- What this task involves: Quote the entries below from the line with "use crate::shared::infrastructure::worksheet::WorksheetStore;" through the line with "let mut views = Vec::new();", both ends included, and only those lines.

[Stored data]
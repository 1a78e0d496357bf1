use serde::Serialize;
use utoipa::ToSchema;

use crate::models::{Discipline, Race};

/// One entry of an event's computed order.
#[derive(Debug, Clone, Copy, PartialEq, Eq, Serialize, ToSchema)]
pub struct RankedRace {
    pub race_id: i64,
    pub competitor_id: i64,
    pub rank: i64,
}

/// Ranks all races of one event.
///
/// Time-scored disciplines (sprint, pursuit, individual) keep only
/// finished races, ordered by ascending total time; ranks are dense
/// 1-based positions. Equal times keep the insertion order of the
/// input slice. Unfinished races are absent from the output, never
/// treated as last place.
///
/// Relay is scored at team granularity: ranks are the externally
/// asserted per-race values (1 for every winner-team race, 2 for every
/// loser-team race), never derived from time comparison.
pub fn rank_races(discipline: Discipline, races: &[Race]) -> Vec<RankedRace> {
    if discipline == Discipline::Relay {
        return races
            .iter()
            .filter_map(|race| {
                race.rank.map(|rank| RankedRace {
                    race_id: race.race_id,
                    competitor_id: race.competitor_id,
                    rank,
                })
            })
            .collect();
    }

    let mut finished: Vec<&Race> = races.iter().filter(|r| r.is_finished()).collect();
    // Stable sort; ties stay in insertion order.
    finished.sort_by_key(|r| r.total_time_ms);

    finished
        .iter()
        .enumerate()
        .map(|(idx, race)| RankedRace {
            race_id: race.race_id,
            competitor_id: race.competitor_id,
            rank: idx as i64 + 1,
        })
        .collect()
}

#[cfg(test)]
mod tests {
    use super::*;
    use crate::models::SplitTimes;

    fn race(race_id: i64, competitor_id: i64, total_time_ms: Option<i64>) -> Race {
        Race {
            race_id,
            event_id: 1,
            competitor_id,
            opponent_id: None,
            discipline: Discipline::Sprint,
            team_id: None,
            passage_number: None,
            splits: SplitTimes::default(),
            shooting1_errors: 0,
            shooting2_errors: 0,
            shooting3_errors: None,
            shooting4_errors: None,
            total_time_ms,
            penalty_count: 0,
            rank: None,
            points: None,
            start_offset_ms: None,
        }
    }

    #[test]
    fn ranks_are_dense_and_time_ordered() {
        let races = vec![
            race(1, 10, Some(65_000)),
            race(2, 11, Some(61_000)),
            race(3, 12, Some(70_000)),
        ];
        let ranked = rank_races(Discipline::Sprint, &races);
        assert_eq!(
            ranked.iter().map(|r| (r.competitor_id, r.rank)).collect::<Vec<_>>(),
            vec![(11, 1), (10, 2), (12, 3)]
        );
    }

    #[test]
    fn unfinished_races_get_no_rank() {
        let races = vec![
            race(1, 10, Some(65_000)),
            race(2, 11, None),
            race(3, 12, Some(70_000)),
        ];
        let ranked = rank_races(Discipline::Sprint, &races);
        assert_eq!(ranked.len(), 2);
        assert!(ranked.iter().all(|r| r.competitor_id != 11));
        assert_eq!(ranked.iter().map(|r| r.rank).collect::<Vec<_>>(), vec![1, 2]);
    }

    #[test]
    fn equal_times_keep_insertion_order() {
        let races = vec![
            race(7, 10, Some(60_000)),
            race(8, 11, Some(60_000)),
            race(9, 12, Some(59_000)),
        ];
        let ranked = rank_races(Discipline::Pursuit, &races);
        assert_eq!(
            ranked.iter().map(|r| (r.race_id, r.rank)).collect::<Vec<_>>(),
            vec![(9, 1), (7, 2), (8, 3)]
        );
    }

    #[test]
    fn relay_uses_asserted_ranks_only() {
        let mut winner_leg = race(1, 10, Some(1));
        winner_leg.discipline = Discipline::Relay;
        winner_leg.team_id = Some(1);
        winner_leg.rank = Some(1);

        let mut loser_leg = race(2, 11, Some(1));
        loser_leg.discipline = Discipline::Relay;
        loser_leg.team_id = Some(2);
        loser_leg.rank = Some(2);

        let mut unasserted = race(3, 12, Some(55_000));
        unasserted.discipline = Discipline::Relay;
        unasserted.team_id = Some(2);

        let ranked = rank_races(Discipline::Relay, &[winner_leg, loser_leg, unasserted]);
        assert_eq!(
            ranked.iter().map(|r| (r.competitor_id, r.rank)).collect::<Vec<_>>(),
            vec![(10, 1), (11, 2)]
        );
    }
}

--

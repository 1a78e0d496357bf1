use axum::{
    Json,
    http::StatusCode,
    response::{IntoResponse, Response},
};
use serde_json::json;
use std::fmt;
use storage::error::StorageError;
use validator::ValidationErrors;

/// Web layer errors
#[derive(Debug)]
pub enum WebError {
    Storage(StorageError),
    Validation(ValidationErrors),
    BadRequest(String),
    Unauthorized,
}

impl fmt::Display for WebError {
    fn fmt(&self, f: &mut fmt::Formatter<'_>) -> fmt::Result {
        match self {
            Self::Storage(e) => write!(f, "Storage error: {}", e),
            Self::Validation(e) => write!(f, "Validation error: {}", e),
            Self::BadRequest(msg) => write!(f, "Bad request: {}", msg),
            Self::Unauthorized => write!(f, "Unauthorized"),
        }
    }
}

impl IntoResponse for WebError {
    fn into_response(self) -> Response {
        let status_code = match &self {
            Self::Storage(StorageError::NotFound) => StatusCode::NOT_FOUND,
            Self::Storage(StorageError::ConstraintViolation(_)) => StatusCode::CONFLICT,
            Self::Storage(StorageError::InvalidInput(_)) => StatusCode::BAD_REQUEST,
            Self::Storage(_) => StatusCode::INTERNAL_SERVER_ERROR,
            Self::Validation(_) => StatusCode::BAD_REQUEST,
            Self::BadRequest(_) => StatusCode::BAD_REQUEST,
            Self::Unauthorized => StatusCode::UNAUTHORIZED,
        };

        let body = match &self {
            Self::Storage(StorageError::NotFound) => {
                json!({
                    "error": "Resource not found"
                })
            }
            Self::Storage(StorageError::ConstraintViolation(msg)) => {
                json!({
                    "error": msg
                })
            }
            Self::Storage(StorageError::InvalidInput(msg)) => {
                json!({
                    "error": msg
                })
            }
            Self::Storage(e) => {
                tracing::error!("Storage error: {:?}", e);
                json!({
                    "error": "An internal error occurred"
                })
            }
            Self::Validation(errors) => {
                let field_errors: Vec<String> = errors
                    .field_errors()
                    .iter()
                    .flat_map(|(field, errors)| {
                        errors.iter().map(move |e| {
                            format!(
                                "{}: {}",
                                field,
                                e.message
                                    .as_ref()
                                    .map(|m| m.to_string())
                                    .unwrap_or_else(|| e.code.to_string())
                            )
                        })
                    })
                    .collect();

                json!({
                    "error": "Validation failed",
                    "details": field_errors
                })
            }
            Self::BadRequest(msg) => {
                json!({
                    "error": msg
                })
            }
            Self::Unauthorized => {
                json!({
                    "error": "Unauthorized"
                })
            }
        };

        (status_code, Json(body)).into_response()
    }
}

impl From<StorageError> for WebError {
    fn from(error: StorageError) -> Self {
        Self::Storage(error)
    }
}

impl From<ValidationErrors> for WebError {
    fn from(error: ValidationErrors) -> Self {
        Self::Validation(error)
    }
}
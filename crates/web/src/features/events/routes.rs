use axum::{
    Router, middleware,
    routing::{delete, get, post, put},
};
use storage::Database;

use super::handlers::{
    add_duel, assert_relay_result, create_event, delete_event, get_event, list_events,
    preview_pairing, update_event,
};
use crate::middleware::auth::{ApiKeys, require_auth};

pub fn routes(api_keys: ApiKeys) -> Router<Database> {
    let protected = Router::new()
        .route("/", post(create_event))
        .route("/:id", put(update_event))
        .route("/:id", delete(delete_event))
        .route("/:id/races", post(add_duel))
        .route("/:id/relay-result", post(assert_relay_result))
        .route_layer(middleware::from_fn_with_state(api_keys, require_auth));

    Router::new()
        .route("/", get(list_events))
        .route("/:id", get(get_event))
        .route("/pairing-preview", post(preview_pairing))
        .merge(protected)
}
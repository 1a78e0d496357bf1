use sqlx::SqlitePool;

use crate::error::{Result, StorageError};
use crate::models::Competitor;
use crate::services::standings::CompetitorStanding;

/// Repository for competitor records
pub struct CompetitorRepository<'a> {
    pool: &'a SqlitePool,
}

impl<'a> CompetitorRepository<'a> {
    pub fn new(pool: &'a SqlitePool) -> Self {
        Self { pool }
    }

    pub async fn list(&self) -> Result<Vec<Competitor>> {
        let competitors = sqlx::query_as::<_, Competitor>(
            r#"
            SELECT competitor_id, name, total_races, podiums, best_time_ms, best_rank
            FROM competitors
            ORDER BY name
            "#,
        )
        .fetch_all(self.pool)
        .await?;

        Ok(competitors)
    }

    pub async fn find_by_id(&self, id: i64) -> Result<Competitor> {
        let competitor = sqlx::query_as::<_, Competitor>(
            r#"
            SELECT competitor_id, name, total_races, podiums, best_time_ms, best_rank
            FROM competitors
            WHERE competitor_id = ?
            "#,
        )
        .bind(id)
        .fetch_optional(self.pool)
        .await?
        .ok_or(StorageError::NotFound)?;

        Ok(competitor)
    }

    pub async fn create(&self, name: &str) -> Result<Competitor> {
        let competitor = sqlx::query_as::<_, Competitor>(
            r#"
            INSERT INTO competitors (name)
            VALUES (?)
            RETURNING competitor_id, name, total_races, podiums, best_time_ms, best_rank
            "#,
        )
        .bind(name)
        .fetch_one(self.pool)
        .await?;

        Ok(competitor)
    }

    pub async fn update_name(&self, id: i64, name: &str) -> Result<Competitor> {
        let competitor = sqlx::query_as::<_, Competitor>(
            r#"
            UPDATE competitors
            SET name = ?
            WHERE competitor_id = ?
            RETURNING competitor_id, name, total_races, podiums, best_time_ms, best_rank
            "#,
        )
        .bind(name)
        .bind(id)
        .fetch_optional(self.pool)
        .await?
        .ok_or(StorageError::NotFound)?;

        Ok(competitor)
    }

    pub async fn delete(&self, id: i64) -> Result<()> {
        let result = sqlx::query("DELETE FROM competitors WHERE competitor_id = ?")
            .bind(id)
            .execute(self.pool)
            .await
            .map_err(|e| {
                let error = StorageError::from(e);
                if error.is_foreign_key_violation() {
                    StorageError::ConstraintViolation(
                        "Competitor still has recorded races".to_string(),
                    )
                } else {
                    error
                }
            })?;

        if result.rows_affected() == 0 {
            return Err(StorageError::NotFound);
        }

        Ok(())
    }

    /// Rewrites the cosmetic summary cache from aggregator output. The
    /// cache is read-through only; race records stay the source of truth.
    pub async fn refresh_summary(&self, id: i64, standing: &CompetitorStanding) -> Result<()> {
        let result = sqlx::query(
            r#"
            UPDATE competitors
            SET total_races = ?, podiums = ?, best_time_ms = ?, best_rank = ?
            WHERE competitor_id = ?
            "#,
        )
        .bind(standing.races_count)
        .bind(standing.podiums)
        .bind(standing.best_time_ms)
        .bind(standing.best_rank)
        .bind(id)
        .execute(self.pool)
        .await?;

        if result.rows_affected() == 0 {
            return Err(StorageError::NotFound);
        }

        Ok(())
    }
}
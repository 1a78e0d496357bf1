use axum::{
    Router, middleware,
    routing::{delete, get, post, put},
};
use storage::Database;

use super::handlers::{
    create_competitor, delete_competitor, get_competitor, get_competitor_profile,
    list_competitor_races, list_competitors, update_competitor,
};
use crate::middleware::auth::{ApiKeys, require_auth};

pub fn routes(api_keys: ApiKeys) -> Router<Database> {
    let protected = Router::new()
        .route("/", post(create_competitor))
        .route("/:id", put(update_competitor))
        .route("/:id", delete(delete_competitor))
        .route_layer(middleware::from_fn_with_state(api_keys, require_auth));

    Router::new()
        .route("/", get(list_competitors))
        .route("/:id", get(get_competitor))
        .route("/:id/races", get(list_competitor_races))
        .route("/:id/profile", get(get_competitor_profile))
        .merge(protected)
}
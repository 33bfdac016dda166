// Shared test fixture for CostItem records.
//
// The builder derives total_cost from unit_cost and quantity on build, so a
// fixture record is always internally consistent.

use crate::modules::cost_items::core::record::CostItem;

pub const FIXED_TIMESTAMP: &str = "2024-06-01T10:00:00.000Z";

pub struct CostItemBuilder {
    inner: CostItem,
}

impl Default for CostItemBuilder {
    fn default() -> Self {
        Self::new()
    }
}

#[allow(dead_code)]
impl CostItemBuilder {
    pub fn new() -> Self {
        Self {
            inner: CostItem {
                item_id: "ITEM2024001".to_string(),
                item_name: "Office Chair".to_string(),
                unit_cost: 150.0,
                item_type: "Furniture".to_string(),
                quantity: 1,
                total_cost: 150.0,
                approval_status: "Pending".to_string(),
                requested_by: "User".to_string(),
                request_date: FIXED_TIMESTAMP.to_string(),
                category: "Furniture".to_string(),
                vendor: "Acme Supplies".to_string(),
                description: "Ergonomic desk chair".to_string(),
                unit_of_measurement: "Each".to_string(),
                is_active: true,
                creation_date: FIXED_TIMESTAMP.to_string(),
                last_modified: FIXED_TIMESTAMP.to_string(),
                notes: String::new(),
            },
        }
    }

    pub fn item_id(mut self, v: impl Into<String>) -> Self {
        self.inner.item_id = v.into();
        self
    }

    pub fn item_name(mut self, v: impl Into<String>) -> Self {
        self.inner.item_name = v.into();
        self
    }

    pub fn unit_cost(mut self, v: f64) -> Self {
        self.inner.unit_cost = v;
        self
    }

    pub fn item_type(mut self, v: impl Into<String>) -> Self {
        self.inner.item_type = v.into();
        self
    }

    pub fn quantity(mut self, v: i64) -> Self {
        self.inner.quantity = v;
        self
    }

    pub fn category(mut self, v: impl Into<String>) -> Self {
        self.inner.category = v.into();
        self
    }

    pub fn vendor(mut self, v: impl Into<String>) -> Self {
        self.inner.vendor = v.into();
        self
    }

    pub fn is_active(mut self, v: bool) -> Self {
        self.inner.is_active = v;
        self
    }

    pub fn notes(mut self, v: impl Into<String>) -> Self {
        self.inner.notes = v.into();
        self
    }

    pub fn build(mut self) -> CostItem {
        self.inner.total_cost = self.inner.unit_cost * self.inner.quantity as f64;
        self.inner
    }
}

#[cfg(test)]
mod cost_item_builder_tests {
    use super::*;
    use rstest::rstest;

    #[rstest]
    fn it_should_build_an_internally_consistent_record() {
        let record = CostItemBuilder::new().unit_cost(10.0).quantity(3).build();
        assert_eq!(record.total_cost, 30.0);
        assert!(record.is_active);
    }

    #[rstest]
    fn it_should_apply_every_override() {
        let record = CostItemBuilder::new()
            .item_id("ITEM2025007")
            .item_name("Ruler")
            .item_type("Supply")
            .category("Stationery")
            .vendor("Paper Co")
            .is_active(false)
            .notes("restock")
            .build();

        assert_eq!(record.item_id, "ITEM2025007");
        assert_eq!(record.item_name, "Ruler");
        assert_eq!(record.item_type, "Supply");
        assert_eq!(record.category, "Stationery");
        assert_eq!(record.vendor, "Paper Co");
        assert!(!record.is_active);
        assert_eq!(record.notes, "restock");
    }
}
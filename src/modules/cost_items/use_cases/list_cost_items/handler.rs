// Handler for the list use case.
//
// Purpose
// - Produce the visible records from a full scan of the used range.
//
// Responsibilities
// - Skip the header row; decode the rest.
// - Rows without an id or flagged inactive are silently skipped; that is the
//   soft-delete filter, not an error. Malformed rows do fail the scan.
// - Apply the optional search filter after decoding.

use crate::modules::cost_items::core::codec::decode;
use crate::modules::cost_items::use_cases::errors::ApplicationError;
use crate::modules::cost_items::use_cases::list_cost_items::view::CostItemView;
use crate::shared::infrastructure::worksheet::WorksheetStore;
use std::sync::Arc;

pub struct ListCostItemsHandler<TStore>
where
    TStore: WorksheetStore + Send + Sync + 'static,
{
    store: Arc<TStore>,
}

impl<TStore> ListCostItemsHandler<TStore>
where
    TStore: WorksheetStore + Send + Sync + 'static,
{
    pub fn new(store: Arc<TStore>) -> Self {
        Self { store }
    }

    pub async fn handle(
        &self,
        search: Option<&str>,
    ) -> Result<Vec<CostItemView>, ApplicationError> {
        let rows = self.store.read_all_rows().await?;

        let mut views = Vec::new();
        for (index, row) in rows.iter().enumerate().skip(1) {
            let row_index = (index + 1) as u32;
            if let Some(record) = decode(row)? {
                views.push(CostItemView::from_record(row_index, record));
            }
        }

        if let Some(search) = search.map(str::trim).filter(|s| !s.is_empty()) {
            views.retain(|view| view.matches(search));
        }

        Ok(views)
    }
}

- Written answer:
use crate::shared::infrastructure::worksheet::WorksheetStore;
use std::sync::Arc;

pub struct ListCostItemsHandler<TStore>
where
    TStore: WorksheetStore + Send + Sync + 'static,
{
    store: Arc<TStore>,
}

impl<TStore> ListCostItemsHandler<TStore>
where
    TStore: WorksheetStore + Send + Sync + 'static,
{
    pub fn new(store: Arc<TStore>) -> Self {
        Self { store }
    }

    pub async fn handle(
        &self,
        search: Option<&str>,
    ) -> Result<Vec<CostItemView>, ApplicationError> {
        let rows = self.store.read_all_rows().await?;

        let mut views = Vec::new();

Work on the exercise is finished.